Laura Zhang Choi, a Greenwich Township Board of Education member, Sima Kumar, a board member with Make Us Visible New Jersey and Dr. Ying Lu, associate professor at the NYU Steinhardt School of Culture, Education and Human Development, share an array of insights on how to incorporate the contributions, history and heritage of Asian Americans and Pacific Islanders into the K-12 curriculum in the latest episode of “Education Matters.”
Ray Pinney, director of county activities and member engagement at the New Jersey School Boards Association, spoke with the three women about why incorporating this content into teaching is so important in the latest episode of his popular video series.
It’s a timely topic as in January, Gov. Phil Murphy signed legislation (S4021/A6100 and S3764/A3369) that will ensure that the contributions, history and heritage of the AAPI community are included in the New Jersey Student Learning Standards for Social Studies for students in kindergarten through grade 12. The legislation created an AAPI curriculum requirement for schools and established the Commission for Asian American Heritage within the New Jersey Department of Education.
Curriculum should act as “mirrors and windows,” Choi said. The mirrors allow you to see yourself reflected in what you learn about, and the windows allow you to learn about other people.
“While we cultivate and nurture that culture, it creates a sense of belonging for all children,” she said.
Kumar spoke about how the push to pass legislation came as a result of anti-Asian feelings in the wake of the COVID-19 pandemic. “Education is the antidote to hate,” she said. “I see in the classroom our students are part of the most racially and ethnically diverse generation our country has ever had. It’s about time that the curriculum they are teaching in the classroom reflects these demographic changes.”

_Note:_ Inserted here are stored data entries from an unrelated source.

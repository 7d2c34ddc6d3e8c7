pub const GRID_ROWS: usize = 25;
pub const GRID_COLS: usize = 10;

/// A 1-based cell coordinate. `(1, 1)` is the top-left data cell.
#[derive(Clone, Copy, Debug, PartialEq, Eq, Hash)]
pub struct CellPosition {
    pub row: usize,
    pub col: usize,
}

impl CellPosition {
    pub fn new(row: usize, col: usize) -> Self {
        Self { row, col }
    }

    pub fn origin() -> Self {
        Self::new(1, 1)
    }

    /// Convert to Excel-style cell reference (A1, B5, etc.)
    pub fn to_reference(&self) -> String {
        format!("{}{}", Self::col_to_letter(self.col), self.row)
    }

    /// Column letters for a 1-based column (1 -> A, 27 -> AA).
    pub fn col_to_letter(col: usize) -> String {
        let mut result = String::new();
        let mut n = col.max(1) - 1;
        loop {
            result.insert(0, (b'A' + (n % 26) as u8) as char);
            if n < 26 {
                break;
            }
            n = n / 26 - 1;
        }
        result
    }
}

#[derive(Clone, Copy, Debug, PartialEq, Eq)]
pub enum Mode {
    Normal,
    Edit,
}

#[derive(Clone, Copy, Debug, PartialEq, Eq)]
pub enum NavState {
    Idle(CellPosition),
    Editing(CellPosition),
}

impl NavState {
    pub fn selected(&self) -> CellPosition {
        match *self {
            NavState::Idle(pos) | NavState::Editing(pos) => pos,
        }
    }
}

/// Keys the navigation machine understands. Everything else is `Other`.
#[derive(Clone, Copy, Debug, PartialEq, Eq)]
pub enum NavKey {
    ArrowUp,
    ArrowDown,
    ArrowLeft,
    ArrowRight,
    Enter,
    Escape,
    Tab,
    Other,
}

impl NavKey {
    /// Accepts both keystroke names (`up`, `enter`) and DOM key names (`ArrowUp`, `Enter`).
    pub fn from_key(key: &str) -> Self {
        match key {
            "up" | "ArrowUp" => NavKey::ArrowUp,
            "down" | "ArrowDown" => NavKey::ArrowDown,
            "left" | "ArrowLeft" => NavKey::ArrowLeft,
            "right" | "ArrowRight" => NavKey::ArrowRight,
            "enter" | "Enter" => NavKey::Enter,
            "escape" | "Escape" => NavKey::Escape,
            "tab" | "Tab" => NavKey::Tab,
            _ => NavKey::Other,
        }
    }
}

/// Whether the host should suppress its own handling of the key.
#[derive(Clone, Copy, Debug, PartialEq, Eq)]
pub enum KeyOutcome {
    Handled,
    Ignored,
}

/// Single-selection cursor over a fixed `total_rows x total_cols` grid.
#[derive(Clone, Debug)]
pub struct Navigation {
    total_rows: usize,
    total_cols: usize,
    state: NavState,
}

impl Navigation {
    pub fn new(total_rows: usize, total_cols: usize) -> Self {
        Self {
            total_rows: total_rows.max(1),
            total_cols: total_cols.max(1),
            state: NavState::Idle(CellPosition::origin()),
        }
    }

    pub fn state(&self) -> NavState {
        self.state
    }

    pub fn selected(&self) -> CellPosition {
        self.state.selected()
    }

    pub fn mode(&self) -> Mode {
        match self.state {
            NavState::Idle(_) => Mode::Normal,
            NavState::Editing(_) => Mode::Edit,
        }
    }

    pub fn is_editing(&self) -> bool {
        matches!(self.state, NavState::Editing(_))
    }

    pub fn is_editing_cell(&self, pos: CellPosition) -> bool {
        self.state == NavState::Editing(pos)
    }

    pub fn extent(&self) -> (usize, usize) {
        (self.total_rows, self.total_cols)
    }

    pub fn handle_key(&mut self, key: NavKey) -> KeyOutcome {
        match self.state {
            NavState::Editing(selected) => match key {
                NavKey::Escape => {
                    self.state = NavState::Idle(selected);
                    log::debug!("left edit mode at {}", selected.to_reference());
                    KeyOutcome::Handled
                }
                // Commit on Enter belongs to whoever owns the editor.
                _ => KeyOutcome::Ignored,
            },
            NavState::Idle(selected) => match key {
                NavKey::ArrowUp => self.move_by(-1, 0),
                NavKey::ArrowDown => self.move_by(1, 0),
                NavKey::ArrowLeft => self.move_by(0, -1),
                NavKey::ArrowRight => self.move_by(0, 1),
                NavKey::Tab => self.tab(),
                NavKey::Enter => {
                    self.state = NavState::Editing(selected);
                    log::debug!("entered edit mode at {}", selected.to_reference());
                    KeyOutcome::Handled
                }
                NavKey::Escape => KeyOutcome::Handled,
                NavKey::Other => KeyOutcome::Ignored,
            },
        }
    }

    /// Select a cell (clamped to the grid). Selection changes always leave edit mode.
    pub fn select(&mut self, pos: CellPosition) {
        let pos = self.clamp(pos);
        self.state = NavState::Idle(pos);
        log::debug!("selected {}", pos.to_reference());
    }

    pub fn set_editing(&mut self, editing: bool) {
        let selected = self.selected();
        self.state = if editing {
            NavState::Editing(selected)
        } else {
            NavState::Idle(selected)
        };
    }

    fn move_by(&mut self, delta_row: isize, delta_col: isize) -> KeyOutcome {
        let current = self.selected();
        let row = (current.row as isize + delta_row).clamp(1, self.total_rows as isize) as usize;
        let col = (current.col as isize + delta_col).clamp(1, self.total_cols as isize) as usize;
        self.state = NavState::Idle(CellPosition::new(row, col));
        KeyOutcome::Handled
    }

    fn tab(&mut self) -> KeyOutcome {
        let current = self.selected();
        let next = if current.col < self.total_cols {
            CellPosition::new(current.row, current.col + 1)
        } else {
            // Wraps to column 1 but stops advancing at the last row.
            CellPosition::new((current.row + 1).min(self.total_rows), 1)
        };
        self.state = NavState::Idle(next);
        KeyOutcome::Handled
    }

    fn clamp(&self, pos: CellPosition) -> CellPosition {
        CellPosition::new(
            pos.row.clamp(1, self.total_rows),
            pos.col.clamp(1, self.total_cols),
        )
    }
}

impl Default for Navigation {
    fn default() -> Self {
        Self::new(GRID_ROWS, GRID_COLS)
    }
}

#[cfg(test)]
mod tests {
    use super::*;

    const ALL_KEYS: [NavKey; 8] = [
        NavKey::ArrowUp,
        NavKey::ArrowDown,
        NavKey::ArrowLeft,
        NavKey::ArrowRight,
        NavKey::Enter,
        NavKey::Escape,
        NavKey::Tab,
        NavKey::Other,
    ];

    fn in_bounds(nav: &Navigation) -> bool {
        let (rows, cols) = nav.extent();
        let pos = nav.selected();
        (1..=rows).contains(&pos.row) && (1..=cols).contains(&pos.col)
    }

    #[test]
    fn starts_idle_at_origin() {
        let nav = Navigation::new(25, 10);
        assert_eq!(nav.state(), NavState::Idle(CellPosition::new(1, 1)));
        assert_eq!(nav.mode(), Mode::Normal);
    }

    #[test]
    fn arrow_down_clamps_at_last_row() {
        let mut nav = Navigation::new(25, 10);
        for _ in 0..30 {
            assert_eq!(nav.handle_key(NavKey::ArrowDown), KeyOutcome::Handled);
        }
        assert_eq!(nav.selected(), CellPosition::new(25, 1));
    }

    #[test]
    fn arrows_clamp_at_origin() {
        let mut nav = Navigation::new(25, 10);
        assert_eq!(nav.handle_key(NavKey::ArrowUp), KeyOutcome::Handled);
        assert_eq!(nav.handle_key(NavKey::ArrowLeft), KeyOutcome::Handled);
        assert_eq!(nav.selected(), CellPosition::origin());
    }

    #[test]
    fn arrow_sequences_stay_in_bounds() {
        // Pseudo-random walk over the arrow keys, including long runs into each edge.
        let arrows = [NavKey::ArrowUp, NavKey::ArrowDown, NavKey::ArrowLeft, NavKey::ArrowRight];
        let mut nav = Navigation::new(4, 3);
        let mut seed: u32 = 0x2545_f491;
        for _ in 0..5_000 {
            seed ^= seed << 13;
            seed ^= seed >> 17;
            seed ^= seed << 5;
            let key = arrows[(seed % 4) as usize];
            let repeat = (seed >> 8) % 7;
            for _ in 0..repeat {
                nav.handle_key(key);
                assert!(in_bounds(&nav), "left the grid at {:?}", nav.selected());
            }
        }
    }

    #[test]
    fn every_two_key_sequence_stays_in_bounds() {
        for first in ALL_KEYS {
            for second in ALL_KEYS {
                let mut nav = Navigation::new(2, 2);
                nav.handle_key(first);
                nav.handle_key(second);
                assert!(in_bounds(&nav));
            }
        }
    }

    #[test]
    fn tab_moves_right_within_row() {
        let mut nav = Navigation::new(25, 10);
        nav.handle_key(NavKey::Tab);
        assert_eq!(nav.selected(), CellPosition::new(1, 2));
    }

    #[test]
    fn tab_wraps_only_at_last_column() {
        let mut nav = Navigation::new(25, 10);
        nav.select(CellPosition::new(3, 9));
        nav.handle_key(NavKey::Tab);
        assert_eq!(nav.selected(), CellPosition::new(3, 10));
        nav.handle_key(NavKey::Tab);
        assert_eq!(nav.selected(), CellPosition::new(4, 1));
    }

    #[test]
    fn tab_at_bottom_right_stays_on_last_row() {
        let mut nav = Navigation::new(25, 10);
        nav.select(CellPosition::new(25, 10));
        assert_eq!(nav.handle_key(NavKey::Tab), KeyOutcome::Handled);
        assert_eq!(nav.selected(), CellPosition::new(25, 1));
    }

    #[test]
    fn enter_then_escape_keeps_selection() {
        let mut nav = Navigation::new(25, 10);
        nav.select(CellPosition::new(4, 7));
        assert_eq!(nav.handle_key(NavKey::Enter), KeyOutcome::Handled);
        assert_eq!(nav.state(), NavState::Editing(CellPosition::new(4, 7)));
        assert!(nav.is_editing_cell(CellPosition::new(4, 7)));
        assert!(!nav.is_editing_cell(CellPosition::new(4, 6)));

        assert_eq!(nav.handle_key(NavKey::Escape), KeyOutcome::Handled);
        assert_eq!(nav.state(), NavState::Idle(CellPosition::new(4, 7)));
    }

    #[test]
    fn editing_ignores_movement_keys() {
        let mut nav = Navigation::new(25, 10);
        nav.handle_key(NavKey::Enter);
        for key in [
            NavKey::ArrowUp,
            NavKey::ArrowDown,
            NavKey::ArrowLeft,
            NavKey::ArrowRight,
            NavKey::Tab,
            NavKey::Enter,
            NavKey::Other,
        ] {
            assert_eq!(nav.handle_key(key), KeyOutcome::Ignored);
            assert_eq!(nav.state(), NavState::Editing(CellPosition::origin()));
        }
    }

    #[test]
    fn escape_while_idle_is_a_no_op() {
        let mut nav = Navigation::new(25, 10);
        nav.select(CellPosition::new(2, 2));
        nav.handle_key(NavKey::Escape);
        assert_eq!(nav.state(), NavState::Idle(CellPosition::new(2, 2)));
    }

    #[test]
    fn unknown_keys_are_ignored() {
        let mut nav = Navigation::new(25, 10);
        assert_eq!(nav.handle_key(NavKey::from_key("a")), KeyOutcome::Ignored);
        assert_eq!(nav.handle_key(NavKey::from_key("pageup")), KeyOutcome::Ignored);
        assert_eq!(nav.state(), NavState::Idle(CellPosition::origin()));
    }

    #[test]
    fn select_clamps_and_leaves_edit_mode() {
        let mut nav = Navigation::new(25, 10);
        nav.set_editing(true);
        nav.select(CellPosition::new(99, 0));
        assert_eq!(nav.state(), NavState::Idle(CellPosition::new(25, 1)));
    }

    #[test]
    fn key_names_map_from_both_conventions() {
        assert_eq!(NavKey::from_key("up"), NavKey::ArrowUp);
        assert_eq!(NavKey::from_key("ArrowUp"), NavKey::ArrowUp);
        assert_eq!(NavKey::from_key("tab"), NavKey::Tab);
        assert_eq!(NavKey::from_key("Escape"), NavKey::Escape);
        assert_eq!(NavKey::from_key("space"), NavKey::Other);
    }

    #[test]
    fn zero_extent_is_raised_to_one() {
        let mut nav = Navigation::new(0, 0);
        assert_eq!(nav.extent(), (1, 1));
        nav.handle_key(NavKey::Tab);
        assert_eq!(nav.selected(), CellPosition::origin());
    }

    #[test]
    fn references_are_one_based() {
        assert_eq!(CellPosition::new(1, 1).to_reference(), "A1");
        assert_eq!(CellPosition::new(25, 10).to_reference(), "J25");
        assert_eq!(CellPosition::col_to_letter(27), "AA");
    }
}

The increase in anti-Asian sentiment after the pandemic erupted has been “very concerning,” Yu said. “We felt we needed to do something,” she said. She added that over the past 10 years, the Asian American population in New Jersey has surged by 10% and yet there continues to be an underrepresentation of Asian American educators.
Choi applauded the work that Make Us Visible New Jersey is doing, stating, “We need to continue to have these movements, but movements are reactionary, and I hope when there is enough prevention, we won’t need to have as many movements in the future because we won’t have as many anti-Asian incidents in schools and across the country.”
Kumar addressed the inclusion of AAPI content into the curriculum, noting that the approach should not be about cramming one more thing into teaching. “I think the better way to think about how to implement the AAPI bill is the bill allows teachers to integrate and infuse AAPI units and literature into units that already exist in the teacher’s curriculum,” she said.
While opinions vary, she urged educators to avoid segregating the experiences of various American groups by aligning teaching with certain heritage months. “From my vantage point, teaching literature by Latin Americans in October, Black Americans in February and Asian Americans in May is just another way of segregating Americans,” she said. “The history of America is a multicultural story from its inception” – and the history of various groups needs to be infused throughout the curriculum, she said.
The three women also shared resources for educators on how to incorporate AAPI content into the curriculum as well as examples of it in action.